Five-fold cross-validation
A five-fold cross-validation approach was applied to evaluate the robustness of the parameters. The Day 3 transfer data were randomly divided into five groups and five algorithm calibration–validation runs were performed. For each run, we performed a split procedure in a fixed order that followed the structure of the obtained classification tree in order to generate a calibration of the splitting value for each variable in 4/5 of the data. The remaining 1/5 of the data which was not part of the calibration was then used for validation. The calibrated splitting values and the AUCs for calibrations and validations were recorded.

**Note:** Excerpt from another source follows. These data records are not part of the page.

// SPDX-License-Identifier: Apache-2.0

#![allow(dead_code)]

use cxg_codec::Column;
use cxg_server::{build_router, AppState, DatarootConfig, ServerConfig};
use cxg_store::{
    ApproxDistribution, Axis, CategoryColors, CxgWriter, GeneSet, GeneSetGene, SchemaHint,
};
use serde_json::json;
use std::collections::BTreeMap;
use std::net::SocketAddr;
use std::path::{Path, PathBuf};
use std::sync::atomic::{AtomicUsize, Ordering};
use std::sync::Arc;
use tokio::io::{AsyncReadExt, AsyncWriteExt};
use tokio::net::{TcpListener, TcpStream};

pub const N_OBS: usize = 12;
pub const N_VAR: usize = 10;
pub const GENES: [&str; N_VAR] = [
    "CD3E", "MS4A1", "NKG7", "GNLY", "CD8A", "CD8B", "LYZ", "S100A8", "PPBP", "FCGR3A",
];
pub const CLUSTERS: [&str; 3] = ["B cells", "NK cells", "CD8 T cells"];
pub const WEB_BASE: &str = "http://cells.example";

/// Four cells per cluster. NK cells express the first five genes highly,
/// CD8 T cells the last five.
pub fn expression(cell: usize, gene: usize) -> f32 {
    let jitter = (cell % 4) as f32 * 0.5;
    match (cell / 4, gene < 5) {
        (0, _) => 2.0 + gene as f32 * 0.1 + jitter,
        (1, true) | (2, false) => 10.0 + gene as f32 + jitter,
        _ => 1.0 + jitter,
    }
}

pub fn write_dataset(path: PathBuf, writable_obs: bool) -> PathBuf {
    let x = (0..N_OBS * N_VAR)
        .map(|i| expression(i / N_VAR, i % N_VAR))
        .collect();
    let mut colors: CategoryColors = BTreeMap::new();
    colors.insert(
        "louvain".to_string(),
        CLUSTERS
            .iter()
            .zip(["#1f77b4", "#ff7f0e", "#2ca02c"])
            .map(|(c, hex)| (c.to_string(), hex.to_string()))
            .collect(),
    );
    let writer = CxgWriter::new(path, N_OBS, N_VAR)
        .title("pbmc")
        .about("https://cells.example/about/pbmc")
        .distribution(ApproxDistribution::Normal)
        .x(x)
        .tile_extent([8, 4])
        .colors(colors)
        .corpora(json!({"organism": "human", "tissue": "blood"}))
        .genesets(vec![GeneSet {
            geneset_name: "nk markers".into(),
            geneset_description: "natural killer".into(),
            genes: vec![GeneSetGene {
                gene_symbol: "NKG7".into(),
                gene_description: String::new(),
            }],
        }])
        .obs_column(
            "cell",
            Column::Strings((0..N_OBS).map(|i| format!("AAAC-{i}")).collect()),
        )
        .and_then(|w| {
            w.obs_column(
                "louvain",
                Column::Categorical {
                    codes: (0..N_OBS).map(|i| (i / 4) as u32).collect(),
                    categories: CLUSTERS.iter().map(ToString::to_string).collect(),
                },
            )
        })
        .and_then(|w| {
            w.obs_column(
                "n_genes",
                Column::Int32((0..N_OBS).map(|i| 100 + i as i32).collect()),
            )
        })
        .and_then(|w| {
            w.obs_column(
                "percent_mito",
                Column::Float32((0..N_OBS).map(|i| i as f32 * 0.01).collect()),
            )
        })
        .and_then(|w| w.obs_column("is_doublet", Column::Bool(vec![false; N_OBS])))
        .and_then(|w| {
            if !writable_obs {
                return Ok(w);
            }
            w.column(
                Axis::Obs,
                "user_label",
                Column::Strings(vec![String::new(); N_OBS]),
                Some(SchemaHint {
                    kind: Some("categorical".into()),
                    writable: true,
                }),
            )
        })
        .and_then(|w| {
            w.var_column(
                "name_0",
                Column::Strings(GENES.iter().map(ToString::to_string).collect()),
            )
        })
        .and_then(|w| {
            w.var_column(
                "n_cells",
                Column::Int64((0..N_VAR).map(|i| 3 + i as i64).collect()),
            )
        })
        .expect("dataset columns");
    writer
        .index(Axis::Obs, "cell")
        .index(Axis::Var, "name_0")
        .embedding(
            "umap",
            2,
            (0..N_OBS * 2).map(|i| i as f32 * 0.25 - 1.0).collect(),
        )
        .write()
        .expect("write dataset")
}

/// Dataroot `d` over `root` with `pbmc.cxg` and `labels.cxg` (writable obs),
/// and user-scoped dataroot `u` holding `userID-7/mine.cxg`.
pub fn fixture_config(root: &Path) -> ServerConfig {
    write_dataset(root.join("d").join("pbmc.cxg"), false);
    write_dataset(root.join("d").join("labels.cxg"), true);
    write_dataset(root.join("u").join("7").join("mine.cxg"), false);

    let mut config = ServerConfig::default();
    config.dataroots.insert(
        "d".to_string(),
        DatarootConfig {
            root: root.join("d").display().to_string(),
            user_scoped: false,
        },
    );
    config.dataroots.insert(
        "u".to_string(),
        DatarootConfig {
            root: root.join("u").display().to_string(),
            user_scoped: true,
        },
    );
    config
}

pub async fn start(config: ServerConfig) -> (SocketAddr, AppState) {
    let state = AppState::new(config).expect("app state");
    let app = build_router(state.clone());
    let listener = TcpListener::bind("127.0.0.1:0")
        .await
        .expect("bind listener");
    let addr = listener.local_addr().expect("local addr");
    tokio::spawn(async move { axum::serve(listener, app).await.expect("serve app") });
    (addr, state)
}

pub async fn send(
    addr: SocketAddr,
    method: &str,
    path: &str,
    headers: &[(&str, &str)],
    body: &[u8],
) -> (u16, String, Vec<u8>) {
    let mut stream = TcpStream::connect(addr).await.expect("connect server");
    let mut req = format!("{method} {path} HTTP/1.1\r\nHost: {addr}\r\nConnection: close\r\n");
    for (k, v) in headers {
        req.push_str(&format!("{k}: {v}\r\n"));
    }
    if method != "GET" {
        req.push_str(&format!("Content-Length: {}\r\n", body.len()));
    }
    req.push_str("\r\n");
    stream
        .write_all(req.as_bytes())
        .await
        .expect("write request");
    stream.write_all(body).await.expect("write body");
    let mut response = Vec::new();
    stream
        .read_to_end(&mut response)
        .await
        .expect("read response");
    let split = response
        .windows(4)
        .position(|w| w == b"\r\n\r\n")
        .expect("http response must have separator");
    let head = String::from_utf8_lossy(&response[..split]).to_string();
    let status = head
        .lines()
        .next()
        .and_then(|line| line.split_whitespace().nth(1))
        .and_then(|s| s.parse::<u16>().ok())
        .expect("http status");
    (status, head, response[split + 4..].to_vec())
}

pub async fn get(addr: SocketAddr, path: &str, headers: &[(&str, &str)]) -> (u16, String, Vec<u8>) {
    send(addr, "GET", path, headers, &[]).await
}

pub fn header<'a>(head: &'a str, name: &str) -> Option<&'a str> {
    head.lines().skip(1).find_map(|line| {
        let (k, v) = line.split_once(':')?;
        k.trim().eq_ignore_ascii_case(name).then(|| v.trim())
    })
}

pub fn json_body(body: &[u8]) -> serde_json::Value {
    serde_json::from_slice(body).expect("json body")
}

pub fn error_code(body: &[u8]) -> String {
    json_body(body)
        .pointer("/error/code")
        .and_then(|v| v.as_str())
        .unwrap_or_default()
        .to_string()
}

/// Minimal metadata service. `respond` maps the request line to a status
/// and JSON body; the returned counter tracks connections.
pub async fn stub_metadata_service<F>(respond: F) -> (String, Arc<AtomicUsize>)
where
    F: Fn(&str) -> (u16, String) + Send + Sync + 'static,
{
    let listener = TcpListener::bind("127.0.0.1:0").await.expect("bind stub");
    let addr = listener.local_addr().expect("stub addr");
    let hits = Arc::new(AtomicUsize::new(0));
    let counter = Arc::clone(&hits);
    tokio::spawn(async move {
        while let Ok((mut socket, _)) = listener.accept().await {
            counter.fetch_add(1, Ordering::SeqCst);
            let mut buf = vec![0_u8; 16 * 1024];
            let n = socket.read(&mut buf).await.unwrap_or(0);
            let request = String::from_utf8_lossy(&buf[..n]).to_string();
            let line = request.lines().next().unwrap_or_default().to_string();
            let (status, body) = respond(&line);
            let reply = format!(
                "HTTP/1.1 {status} STUB\r\ncontent-type: application/json\r\ncontent-length: {}\r\nconnection: close\r\n\r\n{body}",
                body.len()
            );
            let _ = socket.write_all(reply.as_bytes()).await;
            let _ = socket.shutdown().await;
        }
    });
    (format!("http://{addr}"), hits)
}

Algorithm robustness with respect to incubation environment and fertilization method
The Day 3 transfer data included a four level grouping comprising the combinations of the two variables insemination (IVF or ICSI) and oxygen level (reduced (~5%) or ambient (~20%)), which have been shown to impact morphokinetics (Kirkegaard ; Bodri ). The robustness in relation to these different factors was tested as follows: similar to five-fold validation, all of the data except for those in a given environmental group were used to optimize the splitting values according to the structure of the obtained classification tree. Data from the excluded environmental group were then used for validation and the splitting values and AUC were recorded.
Data used for predicting blastocyst formation and quality
The KIDScore algorithm was tested on morphokinetic data from a separate group of 11 218 embryos cultured to Day 5, using AUC as the principal measure of predictive capability of blastocyst formation and quality. Data were collected from 31 clinics between 2010 and 2014 and were not overlapping with any of the data used in the development of the algorithms investigated in this study, see Table I for details. As for the data used for developing the KIDScore algorithm, the clinics agreed to share data for time periods from one to several years and no specific methods were applied in the selection of these clinics. Only data from embryos exhibiting at least one cell division were included.There was overlap at the clinic level which provided data from Day 3 cycles used for developing the KIDScore algorithm and from Day 5 cycles for predicting blastocyst development, but independence at the patient and treatment levels. Here, blastocyst formation was defined as whether or not an embryo had reached the stage of a fully developed blastocyst at 120 h post insemination. A subset of the embryos (n = 4136) was classified at 114–120 h post insemination using Gardner's scoring criteria (Gardner and Schoolcraft, 1999). For simplification, three groups were created for inclusion in the analysis: top quality (TQ), good quality (GQ) and poor quality (PQ) blastocysts. The TQ group was comprised of 3AA, 4AA and 5AA blastocysts, and the GQ group was comprised of 3/4/5BB, AB or BA. Blastocysts with scorings below those of the GQ group were classified as PQ. The above three groups are in accordance with Cetinkaya . The blastocyst quality was further categorized in two groups; TQ and GQblastocysts versus PQ blastocysts.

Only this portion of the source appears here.